Couple things to note before we proceed:

pv and fv have opposite signs - negative is an outflow (money leaves you) and positive is inflow (you get money).

PV, FV whatever can be positive or negative - just make sure they have opposite signs. pmt (payment per period) is same sign as FV.

Typically, we let PV be negative (you are spending money on an investment).

Question Time!

In a recent survey by SingLife, respondents opined that they expect to have saved SGD 612000 for retirement at 65 years old. They also said they expect to use SGD 2856 a month - the SGD 612000 will be used finished by the time they reach 85. Suppose now they plan to retire at 65 and they have to fund retirement till 85 years, what is the implied annual rate of interest they would need?

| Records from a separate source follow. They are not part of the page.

use glam::Vec3;
use crate::log::NullLogger;
use crate::renderer::mock_render_device::{CaptureLogger, MockEffect, MockRenderDevice};
use crate::renderer::{Effect, GeometryData};
use crate::scene::test_object::{camera_looking_at, material, TestObject};
use crate::scene::{OctreeSceneManager, OctreeSceneManagerConfig, SceneManager};
use crate::procedure::ScenePass;
use crate::script::{SceneInstruction, SceneVariable, SceneVariableValue};
use super::*;

fn procedure(name: &str, effect: Option<Arc<dyn Effect>>, pass_camera: usize) -> SceneProcedure {
    SceneProcedure::new(name,
        vec![SceneVariable::new("fx", SceneVariableValue::Effect(effect))],
        vec![ScenePass::new(name, -1, pass_camera, vec![SceneInstruction::Render], Arc::new(NullLogger))],
        Arc::new(NullLogger))
}

fn effect() -> Option<Arc<dyn Effect>> {
    Some(Arc::new(MockEffect::new("fx", &[])))
}

fn scene() -> OctreeSceneManager {
    let mut scene = OctreeSceneManager::new(OctreeSceneManagerConfig::default(), Arc::new(NullLogger));
    let opaque = material("opaque", u64::MAX);
    let geometry = Arc::new(GeometryData::new(3, 1));
    // In front of camera 0 only
    scene.add_object(TestObject::new(Vec3::new(0.0, 0.0, -20.0), 1.0).drawing(&opaque, &geometry).boxed());
    scene
}

fn cameras() -> Vec<Camera> {
    vec![
        camera_looking_at(Vec3::ZERO, Vec3::new(0.0, 0.0, -1.0)),
        camera_looking_at(Vec3::ZERO, Vec3::new(0.0, 0.0, 1.0)),
    ]
}

#[test]
fn test_first_available_procedure_is_selected() {
    let mut renderer = SceneRenderer::new(Arc::new(NullLogger));
    renderer.add_procedure(procedure("high", None, 0));
    renderer.add_procedure(procedure("low", effect(), 0));
    renderer.add_procedure(procedure("lowest", effect(), 0));
    let mut batch = BatchData::default();

    assert_eq!(renderer.select_procedure(&mut batch), Some(1));
    assert_eq!(renderer.selected_procedure().map(SceneProcedure::name), Some("low"));
}

#[test]
fn test_selection_follows_availability() {
    let logger = CaptureLogger::new();
    let mut renderer = SceneRenderer::new(logger.clone());
    renderer.add_procedure(procedure("high", None, 0));
    renderer.add_procedure(procedure("low", effect(), 0));
    let mut batch = BatchData::default();

    renderer.select_procedure(&mut batch);
    renderer.select_procedure(&mut batch);
    let infos = logger.messages(crate::log::LogSeverity::Info);
    assert_eq!(infos.len(), 1);

    renderer.procedure_mut(0).unwrap()
        .variable_mut("fx").unwrap()
        .set_value(SceneVariableValue::Effect(effect()));
    assert_eq!(renderer.select_procedure(&mut batch), Some(0));
    assert_eq!(logger.messages(crate::log::LogSeverity::Info).len(), 2);
}

#[test]
fn test_selection_change_resets_batch() {
    let mut renderer = SceneRenderer::new(Arc::new(NullLogger));
    renderer.add_procedure(procedure("high", None, 0));
    renderer.add_procedure(procedure("low", effect(), 0));
    let mut scene = scene();
    let cameras = cameras();
    let mut batch = BatchData::default();
    let mut device = MockRenderDevice::new();

    renderer.render_scene(&cameras, &mut scene, &mut batch, &mut device).unwrap();
    assert_eq!(batch.material_count(), 1);

    renderer.procedure_mut(0).unwrap()
        .variable_mut("fx").unwrap()
        .set_value(SceneVariableValue::Effect(effect()));
    renderer.select_procedure(&mut batch);
    assert_eq!(batch.material_count(), 0);
}

#[test]
fn test_no_available_procedure_warns_once() {
    let logger = CaptureLogger::new();
    let mut renderer = SceneRenderer::new(logger.clone());
    renderer.add_procedure(procedure("only", None, 0));
    let mut scene = scene();
    let cameras = cameras();
    let mut batch = BatchData::default();
    let mut device = MockRenderDevice::new();

    for _ in 0..3 {
        renderer.render_scene(&cameras, &mut scene, &mut batch, &mut device).unwrap();
    }

    assert!(device.commands.is_empty());
    assert_eq!(renderer.selected_index(), None);
    assert_eq!(logger.warnings().len(), 1);
}

#[test]
fn test_camera_override_applies_to_every_pass() {
    let mut renderer = SceneRenderer::new(Arc::new(NullLogger));
    renderer.add_procedure(procedure("main", effect(), 0));
    let mut scene = scene();
    let cameras = cameras();
    let mut batch = BatchData::default();

    let mut front = MockRenderDevice::new();
    renderer.render_scene(&cameras, &mut scene, &mut batch, &mut front).unwrap();
    assert_eq!(front.rendered_operation_count(), 1);

    renderer.set_camera_override(Some(1));
    let mut back = MockRenderDevice::new();
    renderer.render_scene(&cameras, &mut scene, &mut batch, &mut back).unwrap();
    assert_eq!(back.rendered_operation_count(), 0);
    assert_eq!(renderer.selected_procedure().and_then(SceneProcedure::last_camera), Some(1));
}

We will be using Excel to solve it. If you dont have excel, please feel free to use Google Sheets. You can try using the following functions:

  • RATE - Calculates the interest rate per period of an annuity
  • NPER - Calculates the number of periods for an investment
  • PV - Calculates the present value of an investment
  • FV - Calculates the future value of an investment
    Note

    Excel sheet at end of lecture

Note

You will get different interest rate if you use nper 20 and yearly PMT be 2856 x 12. This is because the earlier solution compounds monthly, and this one compounds yearly.

Question Time!

If you have yearly interest rate of 4%, how much can you get yearly?

Question Time!

If you can earn 4% annualized return, how much money do you need to retire?